Lors de la refonte du dispositif de coopération français en 1998, qui a vu la création de l'AFD et la disparition du Ministère de la coopération, la Direction du Trésor s'est vu conférer la cotutelle de l'AFD avec le Ministère des affaires étrangères. Ce double contrôle, et l'émergence du MEAE comme un ministère partenaire du Trésor, a surtout renforcé la complexité du dispositif de coopération. La position du Trésor dans ce dispositif, si elle reste essentielle, a été toutefois érodée par la montée en puissance relative du MEAE sur les questions de développement, après absorption des équipes du Ministère de la coopération. Le MEAE utilise notamment son réseau d'ambassadeurs afin de coordonner les actions et projets de l'AFD sur le terrain. En dépit d'un retrait relatif sur le plan opérationnel, le Trésor conserve toutefois solidement sa compétence de représentation de la France dans les instances multilatérales de développement et peut s'appuyer sur son réseau international de services économiques régionaux pour connaître la situation économique et financière des pays en développement et leurs besoins en matière d'assistance technique. Le pilotage de la politique d'aide au développement se fait désormais dans le cadre d'instance de concertations (CICID, CNDSI) avec le Ministère des affaires étrangères et l'ensemble des acteurs concernés.

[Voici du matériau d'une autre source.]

//! Error taxonomy shared by every layer of the service.

#[derive(Debug, thiserror::Error)]
pub enum SandboxError {
    #[error("missing credential: {0}")]
    MissingCredential(String),

    #[error("sandbox already exists for session {0}")]
    AlreadyExists(String),

    #[error("{0} not found")]
    NotFound(String),

    #[error("sandbox service unavailable: {0}")]
    RemoteUnavailable(String),

    #[error("unsupported ecosystem: {0}")]
    UnsupportedEcosystem(String),

    #[error("missing parameter: {0}")]
    MissingParameter(&'static str),

    #[error("operation timed out: {0}")]
    Timeout(String),

    #[error("invalid request: {0}")]
    Validation(String),

    #[error("record store error: {0}")]
    Storage(String),

    #[error("invalid configuration: {0}")]
    Config(String),
}

impl SandboxError {
    /// Stable machine-readable tag carried in error envelopes.
    pub fn kind(&self) -> &'static str {
        match self {
            Self::MissingCredential(_) => "missing_credential",
            Self::AlreadyExists(_) => "already_exists",
            Self::NotFound(_) => "not_found",
            Self::RemoteUnavailable(_) => "remote_unavailable",
            Self::UnsupportedEcosystem(_) => "unsupported_ecosystem",
            Self::MissingParameter(_) => "missing_parameter",
            Self::Timeout(_) => "timeout",
            Self::Validation(_) => "validation",
            Self::Storage(_) => "storage",
            Self::Config(_) => "config",
        }
    }
}

impl From<std::io::Error> for SandboxError {
    fn from(e: std::io::Error) -> Self {
        Self::Storage(e.to_string())
    }
}

impl From<serde_json::Error> for SandboxError {
    fn from(e: serde_json::Error) -> Self {
        Self::Storage(e.to_string())
    }
}

pub type Result<T> = std::result::Result<T, SandboxError>;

L'AFD a tiré profit de la disparition du ministère de la Coopération pour s'affirmer comme l'institution la plus compétente, techniquement, en matière de développement. Sous tutelle conjointe des ministères des Affaires étrangères et des Finances est devenue l'« opérateur pivot » de mise en oeuvre de l'aide française au développement. A l'instar des autres agences de coopération européennes, elle est imprégnée, d'un référentiel libéral d'efficacité et de sélectivité de l'aide, elle promeut une coopération mêlant prêts et dons, élargie aux biens publics mondiaux et aux pays émergents, qui dépassent le cadre des priorités stratégiques historiques de l'aide française, traditionnellement tournée vers l'Afrique et la Méditerranée.

Depuis 2012, des efforts ont été engagés au sommet de l'Etat pour mettre à jour la politique française de développement, la rendre plus démocratique et plus visible au travers de la loi d'orientation de 2014, recréer un cadre de dialogue multi-acteur, renforcer l'AFD et simplifier un partie de son schéma relatif à la coopération technique et à l'expertise.

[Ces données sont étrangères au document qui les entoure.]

/// The dispatch table.
pub static ACTIONS: &[ActionSpec] = &[
    ActionSpec {
        name: "help",
        summary: "Describe all actions, or one action's parameters when command_name is given.",
        params: &[],
        optional: &["command_name"],
        handler: help,
    },
    ActionSpec {
        name: "create",
        summary: "Create a sandbox bound to sessionId. Returns sandboxId, user and currentDirectory.",
        params: &[SESSION],
        optional: &["timeout", "envs"],
        handler: create,
    },
    ActionSpec {
        name: "list_sandboxes",
        summary: "List sandboxes the remote service reports as live.",
        params: &[],
        optional: &[],
        handler: list_sandboxes,
    },
    ActionSpec {
        name: "kill",
        summary: "Kill a sandbox by sandboxId or by the sandbox bound to sessionId. Never fails hard on an already-dead sandbox.",
        params: &[Param::AnyOf {
            label: "sessionId or sandboxId",
            names: &["sessionId", "sandboxId"],
        }],
        optional: &[],
        handler: kill,
    },
    ActionSpec {
        name: "set_timeout",
        summary: "Replace the sandbox deadline with now + timeout minutes.",
        params: &[SESSION, Param::Required("timeout")],
        optional: &[],
        handler: set_timeout,
    },
    ActionSpec {
        name: "shell",
        summary: "Run a shell command. With background=true returns a commandId immediately.",
        params: &[SESSION, Param::Required("cmd")],
        optional: RUN_OPTIONAL,
        handler: run_command,
    },
    ActionSpec {
        name: "command_run",
        summary: "Alias of shell.",
        params: &[SESSION, Param::Required("cmd")],
        optional: RUN_OPTIONAL,
        handler: run_command,
    },
    ActionSpec {
        name: "kill_command",
        summary: "Kill a background command by commandId, or any process by pid.",
        params: KILL_COMMAND_PARAMS,
        optional: &[],
        handler: kill_command,
    },
    ActionSpec {
        name: "command_kill",
        summary: "Alias of kill_command.",
        params: KILL_COMMAND_PARAMS,
        optional: &[],
        handler: kill_command,
    },
    ActionSpec {
        name: "write_file",
        summary: "Write fileContent to filePath inside the sandbox.",
        params: &[SESSION, Param::Required("filePath"), Param::Required("fileContent")],
        optional: &["encoding", "user"],
        handler: write_file,
    },
    ActionSpec {
        name: "read_file",
        summary: "Read filePath from the sandbox. Binary content is returned base64-encoded.",
        params: &[SESSION, Param::Required("filePath")],
        optional: &["user"],
        handler: read_file,
    },
    ActionSpec {
        name: "install",
        summary: "Install packages with the language's package manager (python: pip, node: npm).",
        params: &[SESSION, Param::Required("packages")],
        optional: &["language"],
        handler: install,
    },
    ActionSpec {
        name: "system_install",
        summary: "Install system packages with apt-get.",
        params: &[SESSION, Param::Required("packages")],
        optional: &[],
        handler: system_install,
    },
    ActionSpec {
        name: "get_file_downloadurl",
        summary: "Download URL for filePath.",
        params: &[SESSION, Param::Required("filePath")],
        optional: &["user"],
        handler: download_url,
    },
    ActionSpec {
        name: "get_host",
        summary: "Externally reachable host for a port inside the sandbox.",
        params: &[SESSION, Param::Required("port")],
        optional: &[],
        handler: get_host,
    },
    ActionSpec {
        name: "start_server",
        summary: "Start a server in the background with output sent to logFile, and return its host. Compound commands are logged as a whole. A trailing `&` is dropped; the command is always backgrounded natively.",
        params: &[
            SESSION,
            Param::Required("cmd"),
            Param::Required("port"),
            Param::Required("logFile"),
        ],
        optional: &["cwd", "user", "envs"],
        handler: start_server,
    },
    ActionSpec {
        name: "command_list",
        summary: "List tracked background commands that are still running.",
        params: &[SESSION],
        optional: &[],
        handler: command_list,
    },
    ActionSpec {
        name: "processinfo",
        summary: "Details of a running process by pid.",
        params: &[SESSION, Param::Required("pid")],
        optional: &[],
        handler: process_info,
    },
];

pub fn find_action(name: &str) -> Option<&'static ActionSpec> {
    ACTIONS.iter().find(|spec| spec.name == name)
}

/// Resolve the request's session and refresh its access time.
async fn session_handle(
    manager: &SandboxManager,
    request: &ActionRequest,
) -> Result<Arc<SessionHandle>> {
    manager.resolve(request.session()?).await
}

fn help<'a>(_: &'a SandboxManager, request: &'a ActionRequest) -> BoxFuture<'a, Result<Value>> {
    Box::pin(async move {
        match non_empty(&request.command_name) {
            Some(name) => {
                let spec = find_action(name)
                    .ok_or_else(|| SandboxError::NotFound(format!("action {name}")))?;
                Ok(spec.describe())
            }
            None => Ok(json!({
                "actions": ACTIONS
                    .iter()
                    .map(|s| json!({ "action": s.name, "description": s.summary }))
                    .collect::<Vec<_>>(),
                "notes": [
                    "Every response is a JSON object with a boolean `success`.",
                    "Use background=true or start_server for long-running processes; a trailing `&` does not survive the command call.",
                ],
            })),
        }
    })
}

fn create<'a>(
    manager: &'a SandboxManager,
    request: &'a ActionRequest,
) -> BoxFuture<'a, Result<Value>> {
    Box::pin(async move {
        let created = manager
            .create(request.session()?, request.timeout_minutes()?, &request.envs)
            .await?;
        Ok(serde_json::to_value(created)?)
    })
}

fn list_sandboxes<'a>(
    manager: &'a SandboxManager,
    _: &'a ActionRequest,
) -> BoxFuture<'a, Result<Value>> {
    Box::pin(async move {
        let sandboxes = manager.list_sandboxes().await?;
        Ok(json!({ "count": sandboxes.len(), "sandboxes": sandboxes }))
    })
}

fn kill<'a>(
    manager: &'a SandboxManager,
    request: &'a ActionRequest,
) -> BoxFuture<'a, Result<Value>> {
    Box::pin(async move {
        let report = manager
            .kill(non_empty(&request.session_id), non_empty(&request.sandbox_id))
            .await?;
        Ok(serde_json::to_value(report)?)
    })
}

fn set_timeout<'a>(
    manager: &'a SandboxManager,
    request: &'a ActionRequest,
) -> BoxFuture<'a, Result<Value>> {
    Box::pin(async move {
        let minutes = request
            .timeout_minutes()?
            .ok_or(SandboxError::MissingParameter("timeout"))?;
        let updated = manager.set_timeout(request.session()?, minutes).await?;
        Ok(serde_json::to_value(updated)?)
    })
}

fn run_command<'a>(
    manager: &'a SandboxManager,
    request: &'a ActionRequest,
) -> BoxFuture<'a, Result<Value>> {
    Box::pin(async move {
        let opts = request.run_options()?;
        let handle = session_handle(manager, request).await?;
        let value = if request.background {
            let command = manager.executor().run_background(&handle, &opts).await?;
            json!({
                "background": true,
                "commandId": command.command_id,
                "pid": command.pid,
                "cmd": command.cmd,
            })
        } else {
            let output = manager.executor().run_foreground(&handle, &opts).await?;
            json!({
                "success": output.exit_code == 0,
                "output": output.stdout.trim_end(),
                "stdout": output.stdout,
                "stderr": output.stderr,
                "exitCode": output.exit_code,
            })
        };
        handle.touch().await;
        Ok(value)
    })
}

fn kill_command<'a>(
    manager: &'a SandboxManager,
    request: &'a ActionRequest,
) -> BoxFuture<'a, Result<Value>> {
    Box::pin(async move {
        let handle = session_handle(manager, request).await?;
        let killed = match non_empty(&request.command_id) {
            Some(id) => manager.executor().kill_command(&handle, id).await?,
            None => manager.executor().kill_pid(&handle, request.pid()?).await?,
        };
        handle.touch().await;
        Ok(serde_json::to_value(killed)?)
    })
}

fn write_file<'a>(
    manager: &'a SandboxManager,
    request: &'a ActionRequest,
) -> BoxFuture<'a, Result<Value>> {
    Box::pin(async move {
        let path = request.file_path()?;
        let content = request
            .file_content
            .as_deref()
            .ok_or(SandboxError::MissingParameter("fileContent"))?;
        let bytes = match request.encoding.as_deref() {
            Some("base64") => base64::engine::general_purpose::STANDARD
                .decode(content)
                .map_err(|e| SandboxError::Validation(format!("fileContent is not base64: {e}")))?,
            None | Some("utf8") | Some("utf-8") => content.as_bytes().to_vec(),
            Some(other) => {
                return Err(SandboxError::Validation(format!("unknown encoding {other}")));
            }
        };
        let handle = session_handle(manager, request).await?;
        manager
            .executor()
            .write_file(&handle, path, &bytes, non_empty(&request.user))
            .await?;
        handle.touch().await;
        Ok(json!({ "filePath": path, "bytesWritten": bytes.len() }))
    })
}

fn read_file<'a>(
    manager: &'a SandboxManager,
    request: &'a ActionRequest,
) -> BoxFuture<'a, Result<Value>> {
    Box::pin(async move {
        let path = request.file_path()?;
        let handle = session_handle(manager, request).await?;
        let bytes = manager
            .executor()
            .read_file(&handle, path, non_empty(&request.user))
            .await?;
        handle.touch().await;
        Ok(match String::from_utf8(bytes) {
            Ok(text) => json!({ "filePath": path, "fileContent": text }),
            Err(e) => json!({
                "filePath": path,
                "encoding": "base64",
                "fileContent": base64::engine::general_purpose::STANDARD.encode(e.as_bytes()),
            }),
        })
    })
}

fn install_result(output: crate::provider::CommandOutput) -> Value {
    json!({
        "success": output.exit_code == 0,
        "exitCode": output.exit_code,
        "stdout": output.stdout,
        "stderr": output.stderr,
    })
}

fn install<'a>(
    manager: &'a SandboxManager,
    request: &'a ActionRequest,
) -> BoxFuture<'a, Result<Value>> {
    Box::pin(async move {
        let ecosystem: Ecosystem = non_empty(&request.language).unwrap_or("python").parse()?;
        let handle = session_handle(manager, request).await?;
        let output = manager
            .executor()
            .install_packages(&handle, &request.packages, ecosystem)
            .await?;
        handle.touch().await;
        Ok(install_result(output))
    })
}

fn system_install<'a>(
    manager: &'a SandboxManager,
    request: &'a ActionRequest,
) -> BoxFuture<'a, Result<Value>> {
    Box::pin(async move {
        let handle = session_handle(manager, request).await?;
        let output = manager
            .executor()
            .system_install(&handle, &request.packages)
            .await?;
        handle.touch().await;
        Ok(install_result(output))
    })
}

fn download_url<'a>(
    manager: &'a SandboxManager,
    request: &'a ActionRequest,
) -> BoxFuture<'a, Result<Value>> {
    Box::pin(async move {
        let path = request.file_path()?;
        let handle = session_handle(manager, request).await?;
        let url = manager
            .executor()
            .download_url(&handle, path, non_empty(&request.user))?;
        handle.touch().await;
        Ok(json!({ "filePath": path, "downloadUrl": url }))
    })
}

fn get_host<'a>(
    manager: &'a SandboxManager,
    request: &'a ActionRequest,
) -> BoxFuture<'a, Result<Value>> {
    Box::pin(async move {
        let port = request.port()?;
        let handle = session_handle(manager, request).await?;
        let host = manager.executor().host(&handle, port);
        handle.touch().await;
        Ok(json!({ "port": port, "url": format!("https://{host}"), "host": host }))
    })
}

Le 7 Juillet 2014 a été votée la première loid'orientation et de programmation relative aÌ la politique de développement et de solidarité internationale (LOPDSI - Loi n° 2014-773 du 7 juillet 2014).

Cette loi permet de renforcer le contrôle démocratique et d'améliorer l'évaluation de l'aide au développement : elle octroie au Parlement la possibilité de débattre des critères d'attribution des aides ou de ses destinataires, ce qui relevait auparavant du domaine réservé de l'exécutif (jusqu'ici, le Parlement ne faisait que voter le budget des ministères).

L'adoption de la LOP-DSI et les réformes engagées, si elles ont apporté de la modernité sur le fond et relativement amélioré les conditions de la transparence de la politique de développement, ne se sont pas pour autant attaquées au coeur du schéma institutionnel français et n'ont pas permis de le simplifier. Celui-ci se caractérise toujours à la fois par une volonté théorique (parce que le CICID se tient de façon épisodique, ce qui témoigne de la lourdeur du dispositif actuel) de mobilisation interministérielle renforcée et cohérente de ce point de vue avec l'esprit des ODD, mais par une complexité réelle due à une dispersion des lieux de décision et à un affaiblissement effectif et continu des capacités de pilotage et des moyens du secrétariat d'État au Développement.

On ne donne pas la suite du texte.